YOUR INSTRUCTIONS: Below are some records; retype all of them exactly.

(Records from a dataset)
%%

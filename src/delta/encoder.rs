// Match finding and GDIFF emission.
//
// Flow: index base blocks -> roll over target -> verify + extend matches
// -> coalesce -> write opcodes.

use super::gdiff;
use super::index::{BlockIndex, RollingChecksum};

/// Size of the base blocks indexed for matching.
pub const BLOCK_SIZE: usize = 16;

/// A delta instruction, independent of its wire width.
#[derive(Debug, Clone, Copy, PartialEq, Eq)]
pub enum Instruction {
    /// Literal bytes taken from the target.
    Add { len: usize },
    /// Bytes copied from the base.
    Copy { offset: usize, len: usize },
}

impl Instruction {
    /// Number of target bytes produced.
    pub fn len(&self) -> usize {
        match *self {
            Instruction::Add { len } | Instruction::Copy { len, .. } => len,
        }
    }

    pub fn is_empty(&self) -> bool {
        self.len() == 0
    }
}

/// Compute a GDIFF stream rebuilding `target` from `base`.
///
/// An empty or very short base yields a single DATA run.
pub fn compute_delta(base: &[u8], target: &[u8]) -> Vec<u8> {
    let instructions = optimize(&find_instructions(base, target));

    let mut out = Vec::with_capacity(target.len() / 4 + 16);
    gdiff::write_header(&mut out);
    let mut pos = 0usize;
    for inst in &instructions {
        match *inst {
            Instruction::Add { len } => {
                gdiff::write_data(&mut out, &target[pos..pos + len]);
            }
            Instruction::Copy { offset, len } => {
                gdiff::write_copy(&mut out, offset, len);
            }
        }
        pos += inst.len();
    }
    debug_assert_eq!(pos, target.len());
    gdiff::write_eof(&mut out);

    log::trace!(
        "delta: base={} target={} instructions={} encoded={}",
        base.len(),
        target.len(),
        instructions.len(),
        out.len()
    );
    out
}

/// Produce the instruction sequence covering `target` left to right.
pub(crate) fn find_instructions(base: &[u8], target: &[u8]) -> Vec<Instruction> {
    let mut out = Vec::new();
    if base.len() < BLOCK_SIZE || target.len() < BLOCK_SIZE {
        if !target.is_empty() {
            out.push(Instruction::Add { len: target.len() });
        }
        return out;
    }

    let index = BlockIndex::new(base, BLOCK_SIZE);
    // Start of the target region not yet covered by an instruction.
    let mut pending = 0usize;
    let mut pos = 0usize;
    let mut sum = RollingChecksum::new(&target[..BLOCK_SIZE]);

    loop {
        let window = &target[pos..pos + BLOCK_SIZE];
        if let Some(src) = index.find(sum.value(), base, window) {
            // Extend backward into the uncovered region.
            let mut back = 0usize;
            while back < pos - pending && back < src && base[src - back - 1] == target[pos - back - 1]
            {
                back += 1;
            }
            // Extend forward past the verified block.
            let mut t_end = pos + BLOCK_SIZE;
            let mut s_end = src + BLOCK_SIZE;
            while t_end < target.len() && s_end < base.len() && base[s_end] == target[t_end] {
                t_end += 1;
                s_end += 1;
            }

            let t_start = pos - back;
            if t_start > pending {
                out.push(Instruction::Add {
                    len: t_start - pending,
                });
            }
            out.push(Instruction::Copy {
                offset: src - back,
                len: t_end - t_start,
            });

            pos = t_end;
            pending = t_end;
            if pos + BLOCK_SIZE > target.len() {
                break;
            }
            sum = RollingChecksum::new(&target[pos..pos + BLOCK_SIZE]);
            continue;
        }

        if pos + BLOCK_SIZE >= target.len() {
            break;
        }
        sum.roll(target[pos], target[pos + BLOCK_SIZE]);
        pos += 1;
    }

    if pending < target.len() {
        out.push(Instruction::Add {
            len: target.len() - pending,
        });
    }
    out
}

/// Merge adjacent ADDs and contiguous COPYs, dropping empty instructions.
pub(crate) fn optimize(instructions: &[Instruction]) -> Vec<Instruction> {
    let mut result: Vec<Instruction> = Vec::with_capacity(instructions.len());
    for inst in instructions.iter().filter(|i| !i.is_empty()) {
        match (result.last_mut(), *inst) {
            (Some(Instruction::Add { len: l1 }), Instruction::Add { len: l2 }) => *l1 += l2,
            (
                Some(Instruction::Copy {
                    offset: o1,
                    len: l1,
                }),
                Instruction::Copy {
                    offset: o2,
                    len: l2,
                },
            ) if o2 == *o1 + *l1 => *l1 += l2,
            _ => result.push(*inst),
        }
    }
    result
}

// ---------------------------------------------------------------------------
// Tests
// ---------------------------------------------------------------------------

%%

RESULT FOR THIS TASK:
filename src/delta/encoder.rs
// Match finding and GDIFF emission.
//
// Flow: index base blocks -> roll over target -> verify + extend matches
// -> coalesce -> write opcodes.

use super::gdiff;
use super::index::{BlockIndex, RollingChecksum};

/// Size of the base blocks indexed for matching.
pub const BLOCK_SIZE: usize = 16;

/// A delta instruction, independent of its wire width.
#[derive(Debug, Clone, Copy, PartialEq, Eq)]
pub enum Instruction {
    /// Literal bytes taken from the target.
    Add { len: usize },
    /// Bytes copied from the base.
    Copy { offset: usize, len: usize },
}

impl Instruction {
    /// Number of target bytes produced.
    pub fn len(&self) -> usize {
        match *self {
            Instruction::Add { len } | Instruction::Copy { len, .. } => len,
        }
    }

    pub fn is_empty(&self) -> bool {
        self.len() == 0
    }
}

/// Compute a GDIFF stream rebuilding `target` from `base`.
///
/// An empty or very short base yields a single DATA run.
pub fn compute_delta(base: &[u8], target: &[u8]) -> Vec<u8> {
    let instructions = optimize(&find_instructions(base, target));

    let mut out = Vec::with_capacity(target.len() / 4 + 16);
    gdiff::write_header(&mut out);
    let mut pos = 0usize;
    for inst in &instructions {
        match *inst {
            Instruction::Add { len } => {
                gdiff::write_data(&mut out, &target[pos..pos + len]);
            }
            Instruction::Copy { offset, len } => {
                gdiff::write_copy(&mut out, offset, len);
            }
        }
        pos += inst.len();
    }
    debug_assert_eq!(pos, target.len());
    gdiff::write_eof(&mut out);

    log::trace!(
        "delta: base={} target={} instructions={} encoded={}",
        base.len(),
        target.len(),
        instructions.len(),
        out.len()
    );
    out
}

/// Produce the instruction sequence covering `target` left to right.
pub(crate) fn find_instructions(base: &[u8], target: &[u8]) -> Vec<Instruction> {
    let mut out = Vec::new();
    if base.len() < BLOCK_SIZE || target.len() < BLOCK_SIZE {
        if !target.is_empty() {
            out.push(Instruction::Add { len: target.len() });
        }
        return out;
    }

    let index = BlockIndex::new(base, BLOCK_SIZE);
    // Start of the target region not yet covered by an instruction.
    let mut pending = 0usize;
    let mut pos = 0usize;
    let mut sum = RollingChecksum::new(&target[..BLOCK_SIZE]);

    loop {
        let window = &target[pos..pos + BLOCK_SIZE];
        if let Some(src) = index.find(sum.value(), base, window) {
            // Extend backward into the uncovered region.
            let mut back = 0usize;
            while back < pos - pending && back < src && base[src - back - 1] == target[pos - back - 1]
            {
                back += 1;
            }
            // Extend forward past the verified block.
            let mut t_end = pos + BLOCK_SIZE;
            let mut s_end = src + BLOCK_SIZE;
            while t_end < target.len() && s_end < base.len() && base[s_end] == target[t_end] {
                t_end += 1;
                s_end += 1;
            }

            let t_start = pos - back;
            if t_start > pending {
                out.push(Instruction::Add {
                    len: t_start - pending,
                });
            }
            out.push(Instruction::Copy {
                offset: src - back,
                len: t_end - t_start,
            });

            pos = t_end;
            pending = t_end;
            if pos + BLOCK_SIZE > target.len() {
                break;
            }
            sum = RollingChecksum::new(&target[pos..pos + BLOCK_SIZE]);
            continue;
        }

        if pos + BLOCK_SIZE >= target.len() {
            break;
        }
        sum.roll(target[pos], target[pos + BLOCK_SIZE]);
        pos += 1;
    }

    if pending < target.len() {
        out.push(Instruction::Add {
            len: target.len() - pending,
        });
    }
    out
}

/// Merge adjacent ADDs and contiguous COPYs, dropping empty instructions.
pub(crate) fn optimize(instructions: &[Instruction]) -> Vec<Instruction> {
    let mut result: Vec<Instruction> = Vec::with_capacity(instructions.len());
    for inst in instructions.iter().filter(|i| !i.is_empty()) {
        match (result.last_mut(), *inst) {
            (Some(Instruction::Add { len: l1 }), Instruction::Add { len: l2 }) => *l1 += l2,
            (
                Some(Instruction::Copy {
                    offset: o1,
                    len: l1,
                }),
                Instruction::Copy {
                    offset: o2,
                    len: l2,
                },
            ) if o2 == *o1 + *l1 => *l1 += l2,
            _ => result.push(*inst),
        }
    }
    result
}

// ---------------------------------------------------------------------------
// Tests
// ---------------------------------------------------------------------------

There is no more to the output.